Ava doesn't just explore the world by depositing things in her mouth like most babies.  Sometimes, just a mischievous lick will do.  I blame myself for this, since I give her dabs of tastes like ice cream, lemon and guacamole when we're out and about.  She'll poke her little strawberry tongue out, and I'll satisfy her curiosity by scooping some bit of deliciousness with a clean finger and dabbing it directly upon her taste buds.  This is fine when we're sitting at El Parian, awaiting our fajitas. This is bad, bad, bad when Honey Boo Boo Dog's humongous face is hovering within an inch of the baby swing.  I wonder what Great Dane snot tastes like.  Ava knows.....

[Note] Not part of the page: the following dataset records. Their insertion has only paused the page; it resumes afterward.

//! Transaction processing for emerald.
//!
//! The [`StateProcessor`] drives every transaction of a block through the
//! message executor, assembles receipts and logs, and accumulates miner and
//! uncle rewards per the configured schedule. The EVM itself is an opaque
//! collaborator behind [`MessageExecutor`].

mod error;
mod evm;
mod gas;
mod processor;
mod rewards;

pub use error::BlockExecutionError;
pub use evm::{create_address, Message, MessageContext, MessageExecutor, MessageOutcome, TransferExecutor};
pub use gas::GasPool;
pub use processor::{ProcessOutput, StateProcessor};
pub use rewards::apply_block_rewards;
use crate::BlockNumber;
use alloy_primitives::{keccak256, Address, Bytes, TxKind, B256, U256};
use alloy_rlp::{Decodable, Encodable, RlpDecodable, RlpEncodable};
use secp256k1::{
    ecdsa::{RecoverableSignature, RecoveryId},
    Message, SecretKey, SECP256K1,
};
use serde::{Deserialize, Serialize};

/// A legacy transaction before signing.
#[derive(Debug, Clone, PartialEq, Eq, Default, Serialize, Deserialize)]
pub struct Transaction {
    /// Sender account nonce.
    pub nonce: u64,
    /// Wei paid per unit of gas.
    pub gas_price: U256,
    /// Gas purchased for the transaction.
    pub gas_limit: u64,
    /// Call target, or create.
    pub to: TxKind,
    /// Wei transferred to the recipient or the created contract.
    pub value: U256,
    /// Call data or contract init code.
    pub input: Bytes,
}

impl Transaction {
    /// Whether this transaction creates a contract.
    pub fn is_contract_creation(&self) -> bool {
        self.to.is_create()
    }

    fn fields_length(&self) -> usize {
        self.nonce.length() +
            self.gas_price.length() +
            self.gas_limit.length() +
            self.to.length() +
            self.value.length() +
            self.input.length()
    }

    fn encode_fields(&self, out: &mut dyn alloy_rlp::BufMut) {
        self.nonce.encode(out);
        self.gas_price.encode(out);
        self.gas_limit.encode(out);
        self.to.encode(out);
        self.value.encode(out);
        self.input.encode(out);
    }
}

/// Secp256k1 transaction signature. `v` also encodes the replay-protection
/// chain id when the chain-id-bound scheme signed the transaction.
#[derive(Debug, Clone, Copy, PartialEq, Eq, Default, Serialize, Deserialize)]
pub struct Signature {
    /// Recovery byte, possibly chain-id bound.
    pub v: u64,
    /// First half of the signature.
    pub r: U256,
    /// Second half of the signature.
    pub s: U256,
}

impl Signature {
    fn payload_length(&self) -> usize {
        self.v.length() + self.r.length() + self.s.length()
    }

    fn encode_fields(&self, out: &mut dyn alloy_rlp::BufMut) {
        self.v.encode(out);
        self.r.encode(out);
        self.s.encode(out);
    }
}

/// A signed transaction with its cached hash.
#[derive(Debug, Clone, PartialEq, Eq, Serialize, Deserialize)]
pub struct TransactionSigned {
    /// Keccak-256 of the signed encoding.
    hash: B256,
    /// The signature.
    pub signature: Signature,
    /// The unsigned fields.
    pub transaction: Transaction,
}

impl TransactionSigned {
    /// Builds a signed transaction, computing its hash.
    pub fn new(transaction: Transaction, signature: Signature) -> Self {
        let mut tx = Self { hash: B256::ZERO, signature, transaction };
        tx.hash = keccak256(alloy_rlp::encode(&tx));
        tx
    }

    /// The transaction hash.
    pub fn hash(&self) -> B256 {
        self.hash
    }

    /// The chain id embedded in `v`, if the transaction is replay-protected.
    pub fn chain_id(&self) -> Option<u64> {
        // protected v = chain_id * 2 + 35 or 36
        (self.signature.v >= 35).then(|| (self.signature.v - 35) / 2)
    }

    /// Whether the signature binds a chain id.
    pub fn is_protected(&self) -> bool {
        self.chain_id().is_some()
    }

    /// Whether this transaction creates a contract.
    pub fn is_contract_creation(&self) -> bool {
        self.transaction.is_contract_creation()
    }

    fn payload_length(&self) -> usize {
        self.transaction.fields_length() + self.signature.payload_length()
    }
}

impl Encodable for TransactionSigned {
    fn encode(&self, out: &mut dyn alloy_rlp::BufMut) {
        let payload_length = self.payload_length();
        alloy_rlp::Header { list: true, payload_length }.encode(out);
        self.transaction.encode_fields(out);
        self.signature.encode_fields(out);
    }

    fn length(&self) -> usize {
        let payload_length = self.payload_length();
        payload_length + alloy_rlp::length_of_length(payload_length)
    }
}

impl Decodable for TransactionSigned {
    fn decode(buf: &mut &[u8]) -> alloy_rlp::Result<Self> {
        let header = alloy_rlp::Header::decode(buf)?;
        if !header.list {
            return Err(alloy_rlp::Error::UnexpectedString);
        }
        let started_len = buf.len();

        let transaction = Transaction {
            nonce: u64::decode(buf)?,
            gas_price: U256::decode(buf)?,
            gas_limit: u64::decode(buf)?,
            to: TxKind::decode(buf)?,
            value: U256::decode(buf)?,
            input: Bytes::decode(buf)?,
        };
        let signature =
            Signature { v: u64::decode(buf)?, r: U256::decode(buf)?, s: U256::decode(buf)? };

        let consumed = started_len - buf.len();
        if consumed != header.payload_length {
            return Err(alloy_rlp::Error::ListLengthMismatch {
                expected: header.payload_length,
                got: consumed,
            });
        }
        Ok(Self::new(transaction, signature))
    }
}

/// Signature scheme in force at a given block height.
///
/// The basic scheme hashes the six unsigned fields; the chain-id-bound
/// scheme (EIP-155) appends `(chain_id, 0, 0)` to the signing payload and
/// folds the chain id into `v`.
#[derive(Debug, Clone, Copy, PartialEq, Eq)]
pub enum Signer {
    /// Pre-replay-protection scheme.
    Basic,
    /// Chain-id-bound scheme with the configured id.
    ChainId(u64),
}

impl Signer {
    /// The hash the sender signed under this scheme.
    pub fn signature_hash(&self, tx: &Transaction) -> B256 {
        let chain_id = match self {
            Self::Basic => None,
            Self::ChainId(id) => Some(*id),
        };
        signing_hash(tx, chain_id)
    }

    /// Recovers the sender of `tx` under this scheme.
    ///
    /// The chain-id-bound scheme accepts unprotected transactions by falling
    /// back to the basic scheme, but rejects protected transactions bound to
    /// a different id.
    pub fn recover(&self, tx: &TransactionSigned) -> Result<Address, SignatureError> {
        match (self, tx.chain_id()) {
            (Self::Basic, Some(_)) => Err(SignatureError::UnexpectedProtection),
            (Self::Basic, None) | (Self::ChainId(_), None) => {
                let rec_id = tx
                    .signature
                    .v
                    .checked_sub(27)
                    .filter(|rec| *rec < 2)
                    .ok_or(SignatureError::InvalidV { v: tx.signature.v })?;
                recover_address(&tx.signature, rec_id as u8, signing_hash(&tx.transaction, None))
            }
            (Self::ChainId(expected), Some(embedded)) => {
                if embedded != *expected {
                    return Err(SignatureError::ChainIdMismatch {
                        embedded,
                        configured: *expected,
                    });
                }
                let rec_id = tx.signature.v - 35 - embedded * 2;
                if rec_id >= 2 {
                    return Err(SignatureError::InvalidV { v: tx.signature.v });
                }
                recover_address(
                    &tx.signature,
                    rec_id as u8,
                    signing_hash(&tx.transaction, Some(embedded)),
                )
            }
        }
    }
}

/// Errors from signature recovery.
#[derive(thiserror::Error, Debug, Clone, Copy, PartialEq, Eq)]
pub enum SignatureError {
    /// The `v` byte fits neither signing scheme.
    #[error("invalid signature v value {v}")]
    InvalidV {
        /// The offending value.
        v: u64,
    },

    /// A replay-protected transaction was presented to the basic scheme.
    #[error("replay-protected transaction under the basic signing scheme")]
    UnexpectedProtection,

    /// A protected transaction is bound to a different chain.
    #[error("transaction chain id {embedded} does not match configured id {configured}")]
    ChainIdMismatch {
        /// Chain id embedded in `v`.
        embedded: u64,
        /// Chain id the configuration expects.
        configured: u64,
    },

    /// The curve rejected the signature.
    #[error("unrecoverable signature")]
    Unrecoverable,
}

fn signing_hash(tx: &Transaction, chain_id: Option<u64>) -> B256 {
    let mut payload_length = tx.fields_length();
    if let Some(id) = chain_id {
        payload_length += id.length() + 0u8.length() + 0u8.length();
    }

    let mut buf = Vec::with_capacity(payload_length + alloy_rlp::length_of_length(payload_length));
    alloy_rlp::Header { list: true, payload_length }.encode(&mut buf);
    tx.encode_fields(&mut buf);
    if let Some(id) = chain_id {
        id.encode(&mut buf);
        0u8.encode(&mut buf);
        0u8.encode(&mut buf);
    }
    keccak256(&buf)
}

fn recover_address(
    signature: &Signature,
    rec_id: u8,
    hash: B256,
) -> Result<Address, SignatureError> {
    let mut compact = [0u8; 64];
    compact[..32].copy_from_slice(&signature.r.to_be_bytes::<32>());
    compact[32..].copy_from_slice(&signature.s.to_be_bytes::<32>());

    let rec_id = RecoveryId::from_i32(rec_id as i32).map_err(|_| SignatureError::Unrecoverable)?;
    let signature = RecoverableSignature::from_compact(&compact, rec_id)
        .map_err(|_| SignatureError::Unrecoverable)?;
    let public = SECP256K1
        .recover_ecdsa(&Message::from_digest(hash.0), &signature)
        .map_err(|_| SignatureError::Unrecoverable)?;

    let digest = keccak256(&public.serialize_uncompressed()[1..]);
    Ok(Address::from_slice(&digest[12..]))
}

/// Signs `transaction` with `secret` under the scheme selected by
/// `chain_id`.
pub fn sign_transaction(
    transaction: Transaction,
    secret: &SecretKey,
    chain_id: Option<u64>,
) -> TransactionSigned {
    let hash = signing_hash(&transaction, chain_id);
    let signature =
        SECP256K1.sign_ecdsa_recoverable(&Message::from_digest(hash.0), secret);
    let (rec_id, data) = signature.serialize_compact();

    let rec_id = rec_id.to_i32() as u64;
    let v = match chain_id {
        Some(id) => id * 2 + 35 + rec_id,
        None => 27 + rec_id,
    };
    let signature = Signature {
        v,
        r: U256::from_be_slice(&data[..32]),
        s: U256::from_be_slice(&data[32..]),
    };
    TransactionSigned::new(transaction, signature)
}

/// Pointer from a transaction hash to its canonical inclusion.
#[derive(Debug, Clone, Copy, PartialEq, Eq, RlpEncodable, RlpDecodable)]
pub struct TxLookupEntry {
    /// Hash of the including block.
    pub block_hash: B256,
    /// Number of the including block.
    pub block_number: BlockNumber,
    /// Position inside the block.
    pub index: u64,
}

She loooooves to splash.  The first time we introduced her to the pool, she took off like a regatta cup depended on it.  It amazed us that she knew exactly what to do in water -- she instinctively moved her body to propel herself across the expanse, and she kicked and splashed with breathless glee.  This forever changed her relationship with liquids, which was adorable (if not somewhat messy) during every bath time since.  It did, however, complicate her last 
gastroenterologist appointment, where she peed like an Italian fountain on the baby weight scale and splashed around like Michael Flatley until the soggy nurse mopped up her self-made wading pool and I fumbled for some wipes to clean the piddle from her fat rolls.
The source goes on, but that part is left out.